One of the risk factors identified in our study was a body temperature of > 37.3 °C on admission. The fact that the median time from disease onset to hospitalization was 7 days in the Death group suggested that sustained fever was indicative of a poor outcome. We also identified NT-proBNP of > 1800 ng/L as a risk factor of death. This cut-off value had been adjusted for age and renal function. Although BNP is a sensitive marker of heart failure, it is a prognostic parameter in chronic lung disease and its secretion increases in pulmonary congestion of any reason [31], which is present after significant exudation in the lungs of COVID-19 patients [32]. Meanwhile, a higher NT-proBNP level could be a result of myocardial injury, which was observed in > 20% of our patients.
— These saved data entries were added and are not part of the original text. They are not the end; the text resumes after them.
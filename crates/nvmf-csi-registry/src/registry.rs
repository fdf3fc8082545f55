//! Device registry and allocation engine
//!
//! The registry owns the in-memory device catalog. The catalog is a cache of
//! the allocation store: every allocation change is written to the store
//! before it is applied in memory, so the catalog never reports a device as
//! allocated without a durable record behind it.
//!
//! All catalog mutations (initial load, discovery merge, allocate, release)
//! run under one async mutex, so readers never see a half-applied change.

use std::collections::btree_map::Entry;
use std::collections::{BTreeMap, HashMap, HashSet};
use std::sync::Arc;

use futures::future::{BoxFuture, FutureExt, Shared};
use parking_lot::Mutex;
use tokio::sync::Mutex as AsyncMutex;
use tracing::{debug, error, info, warn};

use crate::device::{AllocationState, Device};
use crate::discovery::FabricDiscoverer;
use crate::error::{RegistryError, RegistryResult, SyncError};
use crate::store::{AllocationSnapshot, AllocationStore, StoreError};

type SyncFuture = Shared<BoxFuture<'static, Result<(), SyncError>>>;

/// Progress of the one-time snapshot load
enum SyncState {
    NotSynced,
    /// A load is in flight; every caller awaits the same future
    Loading(SyncFuture),
    Synced,
}

struct Inner {
    /// Devices keyed by NQN; iteration order is the allocation order
    catalog: AsyncMutex<BTreeMap<String, Device>>,
    sync: Mutex<SyncState>,
    store: Arc<dyn AllocationStore>,
    discoverer: Arc<dyn FabricDiscoverer>,
}

/// Authoritative in-process view of device inventory and allocation.
///
/// Cloning is cheap and yields a handle to the same registry.
#[derive(Clone)]
pub struct DeviceRegistry {
    inner: Arc<Inner>,
}

impl DeviceRegistry {
    pub fn new(store: Arc<dyn AllocationStore>, discoverer: Arc<dyn FabricDiscoverer>) -> Self {
        Self {
            inner: Arc::new(Inner {
                catalog: AsyncMutex::new(BTreeMap::new()),
                sync: Mutex::new(SyncState::NotSynced),
                store,
                discoverer,
            }),
        }
    }

    /// Whether the allocation snapshot has been loaded
    pub fn is_synced(&self) -> bool {
        matches!(*self.inner.sync.lock(), SyncState::Synced)
    }

    /// Load the allocation snapshot once.
    ///
    /// Concurrent callers share a single in-flight load and all observe its
    /// outcome. After a success every later call returns immediately; after
    /// a failure the next call starts a fresh load.
    pub async fn ensure_initial_sync(&self) -> Result<(), SyncError> {
        let load = {
            let mut state = self.inner.sync.lock();
            match &*state {
                SyncState::Synced => return Ok(()),
                SyncState::Loading(load) => load.clone(),
                SyncState::NotSynced => {
                    // Runs as its own task so it completes and releases the
                    // catalog even if every caller stops waiting
                    let task = tokio::spawn(Arc::clone(&self.inner).initial_load());
                    let load = task
                        .map(|joined| {
                            joined.unwrap_or_else(|e| {
                                Err(SyncError::Store(format!("snapshot load task failed: {e}")))
                            })
                        })
                        .boxed()
                        .shared();
                    *state = SyncState::Loading(load.clone());
                    load
                }
            }
        };

        let result = load.clone().await;

        let mut state = self.inner.sync.lock();
        if let SyncState::Loading(current) = &*state {
            // Only the load we awaited may settle the state
            if current.ptr_eq(&load) {
                *state = if result.is_ok() {
                    SyncState::Synced
                } else {
                    SyncState::NotSynced
                };
            }
        }
        result
    }

    /// Query the fabric and merge the result into the catalog.
    ///
    /// New NQNs are added as free devices. Known NQNs keep their allocation
    /// state; their addressing is only filled in when the catalog learned
    /// about them from the snapshot and has none yet. Returns the number of
    /// newly added devices.
    pub async fn discover_devices(&self, parameters: &HashMap<String, String>) -> RegistryResult<usize> {
        let descriptors = self.inner.discoverer.discover(parameters).await?;

        let mut catalog = self.inner.catalog.lock().await;
        let mut added = 0usize;
        for descriptor in descriptors {
            match catalog.entry(descriptor.nqn.clone()) {
                Entry::Vacant(slot) => {
                    debug!(
                        "Discovered device {} ({}, {} endpoint(s))",
                        descriptor.nqn,
                        descriptor.transport,
                        descriptor.endpoints.len()
                    );
                    slot.insert(Device::discovered(descriptor));
                    added += 1;
                }
                Entry::Occupied(mut slot) => {
                    let device = slot.get_mut();
                    if !device.is_addressable() {
                        debug!("Resolved addressing for restored device {}", device.nqn);
                        device.transport = Some(descriptor.transport);
                        device.endpoints = descriptor.endpoints;
                    }
                }
            }
        }

        debug!(
            "Discovery via {} merged: {} new, {} total",
            self.inner.discoverer.name(),
            added,
            catalog.len()
        );
        Ok(added)
    }

    /// Bind a free device to `volume_id`.
    ///
    /// Picks the first allocatable device in NQN order. If `volume_id`
    /// already owns a device (a retried create), that device is returned
    /// unchanged. The allocation is persisted before it is applied.
    pub async fn allocate_device(&self, volume_id: &str) -> RegistryResult<Device> {
        let mut catalog = self.inner.catalog.lock().await;

        if let Some(existing) = catalog
            .values()
            .find(|d| d.owner_volume() == Some(volume_id))
        {
            info!(
                "Volume {} already owns device {}, reusing it",
                volume_id, existing.nqn
            );
            return Ok(existing.clone());
        }

        let Some(device) = catalog.values_mut().find(|d| d.is_allocatable()) else {
            warn!("No free device available for volume {}", volume_id);
            return Err(RegistryError::NoDeviceAvailable);
        };

        let state = AllocationState::Allocated {
            owner_volume: volume_id.to_string(),
        };
        self.inner.persist(&device.nqn, &state).await?;
        device.state = state;

        info!("Allocated device {} to volume {}", device.nqn, volume_id);
        Ok(device.clone())
    }

    /// Return the device at `nqn` to the free pool.
    ///
    /// Unknown or already-free devices are left alone and reported as
    /// `Ok(false)`. The release is persisted before it is applied.
    pub async fn release_device(&self, nqn: &str) -> RegistryResult<bool> {
        let mut catalog = self.inner.catalog.lock().await;

        let Some(device) = catalog.get_mut(nqn) else {
            debug!("Release of unknown device {}, nothing to do", nqn);
            return Ok(false);
        };
        let Some(owner) = device.owner_volume().map(str::to_string) else {
            debug!("Device {} already free", nqn);
            return Ok(false);
        };

        self.inner.persist(nqn, &AllocationState::Free).await?;
        device.state = AllocationState::Free;

        info!("Released device {} from volume {}", nqn, owner);
        Ok(true)
    }

    /// Look up a device by NQN
    pub async fn get_device_by_nqn(&self, nqn: &str) -> Option<Device> {
        self.inner.catalog.lock().await.get(nqn).cloned()
    }

    /// Copy of the catalog in allocation order
    pub async fn devices(&self) -> Vec<Device> {
        self.inner.catalog.lock().await.values().cloned().collect()
    }
}

impl Inner {
    /// Load the snapshot and settle the sync state with the outcome
    async fn initial_load(self: Arc<Self>) -> Result<(), SyncError> {
        let result = self.load_snapshot().await;
        let mut state = self.sync.lock();
        if matches!(*state, SyncState::Loading(_)) {
            *state = if result.is_ok() {
                SyncState::Synced
            } else {
                SyncState::NotSynced
            };
        }
        result
    }

    /// Read the snapshot and apply it to the catalog.
    ///
    /// The catalog lock is held across the store read so no allocate or
    /// release can slip in between the read and the apply.
    async fn load_snapshot(&self) -> Result<(), SyncError> {
        let mut catalog = self.catalog.lock().await;

        let snapshot = self.store.load().await.map_err(|e| {
            error!("Failed to load allocation snapshot from {}: {}", self.store.name(), e);
            SyncError::from(e)
        })?;
        validate_snapshot(&snapshot)?;

        let mut allocated = 0usize;
        for (nqn, state) in snapshot {
            if state.is_allocated() {
                allocated += 1;
            }
            match catalog.entry(nqn) {
                Entry::Vacant(slot) => {
                    let nqn = slot.key().clone();
                    slot.insert(Device::restored(nqn, state));
                }
                Entry::Occupied(mut slot) => slot.get_mut().state = state,
            }
        }

        info!(
            "Loaded allocation snapshot from {} store: {} device(s), {} allocated",
            self.store.name(),
            catalog.len(),
            allocated
        );
        Ok(())
    }

    async fn persist(&self, nqn: &str, state: &AllocationState) -> Result<(), StoreError> {
        let record = AllocationSnapshot::from([(nqn.to_string(), state.clone())]);
        self.store.save(&record).await.inspect_err(|e| {
            error!(
                "Failed to persist allocation of {} to {}: {}",
                nqn,
                self.store.name(),
                e
            );
        })
    }
}

fn validate_snapshot(snapshot: &AllocationSnapshot) -> Result<(), SyncError> {
    let mut owners = HashSet::new();
    for (nqn, state) in snapshot {
        if nqn.is_empty() {
            return Err(SyncError::Malformed("record with empty NQN".to_string()));
        }
        if let Some(owner) = state.owner_volume() {
            if owner.is_empty() {
                return Err(SyncError::Malformed(format!(
                    "device {nqn} allocated without an owner"
                )));
            }
            if !owners.insert(owner) {
                return Err(SyncError::Malformed(format!(
                    "volume {owner} owns more than one device"
                )));
            }
        }
    }
    Ok(())
}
We believe that the four independent risk factors of in-hospital death identified in our elderly COVID-19 population reflected the patients’ vulnerability to the virus (male sex), progression of the disease (temperature on admission), severity of lung lesions (SPO2 on room air, NT-proBNP), and function of other organs (NT-proBNP). Based on this finding, we developed the STONP model with the aim of rapidly detecting patients at high risk of death upon admission with minimum measurements. The performance of the STONP model was comparable to that of the MPM-II Adm which was designed to use a series of signs and measurements on admission to predict the probability of death [33]. This model, consisting of 15 parameters, has been validated in > 10,000 cases [34] including those with similar conditions as COVID-19. It seems that our STONP model specifically established for elderly COVID-19 patients is simpler and easier to use than the MPM-II Adm. In addition, there are other models have been established to predict death or organ failure in patients in intensive condition including the quick Sequential Organ Failure Assessment (qSOFA) score [35]. The qSOFA allows identifying patients with suspected infection who are at greater risk for a poor outcome outside the intensive care unit (ICU) which theoretically applies to COVID-19 patients. In comparison with MPM-II Adm and our STONP model, the qSOFA scale uses 3 clinical variables without any laboratory parameters. It is known for convenient, bedside use but the selected clinical variables (low blood pressure SBP ≤ 100 mmHg, high respiratory rate ≥ 22 breaths per min, altered mentation Glasgow coma scale< 15) were too general to reflect the features of any specific disease. Although not directly compared in our study, one could expect a very low sensitivity of the qSOFA performance in COVID-19 population.

Our study has some notable limitations. First, this study reflected experience from single centre, single counry with a relatively small sample size. Second, it specifically addressed the characteristics of elderly COVID-19 patients; therefore, the results may not apply to younger patients. Third, we did not acquire data on patients’ status after discharge. Finally, the STONP model was not validated in an external cohort. Investigators from around the world may use the free access to the STONP model and validate it in different population.

Conclusions

In this age-stratified cohort, we found that the overall case fatality rate of COVID-19 patients aged ≥75 was 12.8% and this rate was similar among septuagenarians, octogenarians, and nonagenarians. The STONP model, consisting of sex and simple on-admission measurements including body temperature, SpO2, and NT-proBNP, can aid the early detection of elderly COVID-19 patients at high risk of in-hospital death.